Une ferme menacée par les activités du Plateau

(Récit composé d’après le témoignage d’Odile Heurtebise-Bailly)

« Pour notre famille, l’histoire de la ferme de Villaroy a débuté en 1887 lorsqu’Augustin Louis Félix Heurtebise a signé un bail de fermage lui permettant de s’installer. Dès le début du XXe siècle, la ferme doit faire face à des événements qui menacent ses terres. Des écoles de pilotage s’installent juste à côté, à Toussus et les apprentis pilotes posent souvent leurs avions dans les champs. La ferme est occupée pendant la Seconde Guerre Mondiale, ce qui perturbe son fonctionnement. Enfin, à partir de 1975, l’exploitation doit faire face à de nombreuses expropriations dues à l’arrivée de la ville nouvelle de Saint-Quentin-en-Yvelines. Ses terres passent de 170 à seulement 40 ha… »

Une ferme qui se réinvente pour durer

« Les occupants de la ferme, à l’image de mon grand-père Augustin, n’ont eu de cesse de se battre pour elle. Celui-ci a tout fait pour interdire aux avions de survoler la ferme à basse altitude et de se poser dans ses champs. Mon fils, Émile, a pris grand soin de ses ouvriers en faisant construire des logements pour eux et leur famille.

À la génération suivante, avec mon mari, nous avons fait de l’élevage, d’abord des vaches laitières, puis, celles-ci ayant été emportées par la maladie, des poules pondeuses. Mais le poulailler était construit avec de l’amiante et il a dû être abandonné. Dans les années 1980 et 1990, nous avons dû faire face à des expropriations. Nous avons gardé les bâtiments de la ferme, mais il faut leur retrouver une fonction, maintenant qu’ils n’abritent plus les ouvriers. »

Aujourd’hui, l’élevage n’existe plus et Vincent, le petit-fils d’Odile, cultive des céréales, du fourrage et des féveroles sur une exploitation séparée en deux parties. En effet, Vincent cultive 70 ha de terres à Villaroy (il a pu en racheter 30 qui s’ajoutent au 40 restants) et il dispose de terres dans le PNR de la Haute Vallée de Chevreuse. Il a converti la ferme à l’agriculture biologique en 2017.

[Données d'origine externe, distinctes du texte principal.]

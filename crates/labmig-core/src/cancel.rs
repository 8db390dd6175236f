//! Cooperative cancellation and pause control for long-running jobs.
//!
//! A running migration holds a `CancellationToken` and a `PauseGate` and polls
//! both at batch and table boundaries. Nothing here interrupts work that is
//! already in flight.

use std::sync::atomic::{AtomicBool, Ordering};
use std::sync::Arc;
use std::time::Duration;
use tokio::sync::Notify;

/// Shared stop flag for one migration run.
///
/// Every clone observes the same flag. Seeding tasks call `check()` at each
/// table and batch boundary and unwind with `CancelledError`.
///
/// ```
/// use labmig_core::cancel::CancellationToken;
///
/// let run = CancellationToken::new();
/// let worker = run.clone();
/// run.cancel();
/// assert!(worker.check().is_err());
/// ```
#[derive(Debug, Clone, Default)]
pub struct CancellationToken {
    flag: Arc<AtomicBool>,
}

impl CancellationToken {
    pub fn new() -> Self {
        Self::default()
    }

    /// Flag the run as cancelled. Cannot be undone.
    pub fn cancel(&self) {
        self.flag.store(true, Ordering::SeqCst);
    }

    pub fn is_cancelled(&self) -> bool {
        self.flag.load(Ordering::SeqCst)
    }

    /// `Err(CancelledError)` once `cancel()` has been called on any clone.
    pub fn check(&self) -> Result<(), CancelledError> {
        match self.is_cancelled() {
            true => Err(CancelledError),
            false => Ok(()),
        }
    }
}

/// Marker returned by `check()` and `PauseGate::wait_if_paused` after a cancel.
#[derive(Debug, Clone, Copy, PartialEq, Eq)]
pub struct CancelledError;

impl std::fmt::Display for CancelledError {
    fn fmt(&self, f: &mut std::fmt::Formatter<'_>) -> std::fmt::Result {
        f.write_str("Migration was cancelled")
    }
}

impl std::error::Error for CancelledError {}

impl From<CancelledError> for crate::error::MigrationError {
    fn from(_: CancelledError) -> Self {
        crate::error::MigrationError::Cancelled
    }
}

/// How often a paused job re-checks its cancellation token.
const PAUSE_POLL_INTERVAL: Duration = Duration::from_millis(100);

/// A shared pause switch for a running job.
///
/// The controlling side calls `pause()`/`resume()`; the worker awaits
/// `wait_if_paused()` between batches. Cancellation is still observed while
/// paused.
#[derive(Debug, Clone, Default)]
pub struct PauseGate {
    paused: Arc<AtomicBool>,
    notify: Arc<Notify>,
}

impl PauseGate {
    /// Create a new, unpaused gate.
    pub fn new() -> Self {
        Self::default()
    }

    /// Ask the worker to pause at its next boundary.
    pub fn pause(&self) {
        self.paused.store(true, Ordering::SeqCst);
    }

    /// Release a paused worker.
    pub fn resume(&self) {
        self.paused.store(false, Ordering::SeqCst);
        self.notify.notify_waiters();
    }

    /// Check if a pause has been requested.
    pub fn is_paused(&self) -> bool {
        self.paused.load(Ordering::SeqCst)
    }

    /// Block while the gate is paused.
    ///
    /// Returns `Err(CancelledError)` if the token is cancelled before or during
    /// the wait.
    pub async fn wait_if_paused(&self, token: &CancellationToken) -> Result<(), CancelledError> {
        while self.is_paused() {
            token.check()?;
            let notified = self.notify.notified();
            if !self.is_paused() {
                break;
            }
            let _ = tokio::time::timeout(PAUSE_POLL_INTERVAL, notified).await;
        }
        token.check()
    }
}

#[cfg(test)]
mod tests {
    use super::*;

    #[test]
    fn test_cancel_is_seen_by_clones() {
        let run = CancellationToken::new();
        let worker = run.clone();
        assert!(!worker.is_cancelled());
        assert!(worker.check().is_ok());

        run.cancel();
        assert!(worker.is_cancelled());
        assert_eq!(worker.check(), Err(CancelledError));
        assert_eq!(CancelledError.to_string(), "Migration was cancelled");
    }

    #[test]
    fn test_cancelled_error_converts() {
        let err: crate::error::MigrationError = CancelledError.into();
        assert!(err.is_cancelled());
    }

    #[tokio::test]
    async fn test_unpaused_gate_passes_through() {
        let gate = PauseGate::new();
        let token = CancellationToken::new();
        assert!(gate.wait_if_paused(&token).await.is_ok());
    }

    #[tokio::test]
    async fn test_resume_releases_waiter() {
        let gate = PauseGate::new();
        let token = CancellationToken::new();
        gate.pause();

        let worker_gate = gate.clone();
        let worker_token = token.clone();
        let waiter =
            tokio::spawn(async move { worker_gate.wait_if_paused(&worker_token).await });

        tokio::time::sleep(Duration::from_millis(20)).await;
        assert!(!waiter.is_finished());

        gate.resume();
        let result = tokio::time::timeout(Duration::from_secs(2), waiter)
            .await
            .unwrap()
            .unwrap();
        assert!(result.is_ok());
    }

    #[tokio::test]
    async fn test_cancel_while_paused() {
        let gate = PauseGate::new();
        let token = CancellationToken::new();
        gate.pause();
        token.cancel();
        assert_eq!(gate.wait_if_paused(&token).await, Err(CancelledError));
    }
}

À chaque générationSes difficultés et ses solutions

Mon grand-père Émile a participé à la mise en place des coopératives. Mon père, au contraire, a recherché l’indépendance, grâce sans doute, à la modernisation de l’agriculture. Mon frère, Marc, cherche à s’associer pour l’achat de matériels très performants mais très chers. Chaque génération s’est adaptée, a évolué et a trouvé des solutions.

Aujourd’hui, la culture raisonnée et/ou biologique, celle de proximité, les AMAPs, témoignent d’une réflexion sur l’état des terres et procédés laissés par nos père ainsi que d’une ouverture sur l’environnement proche.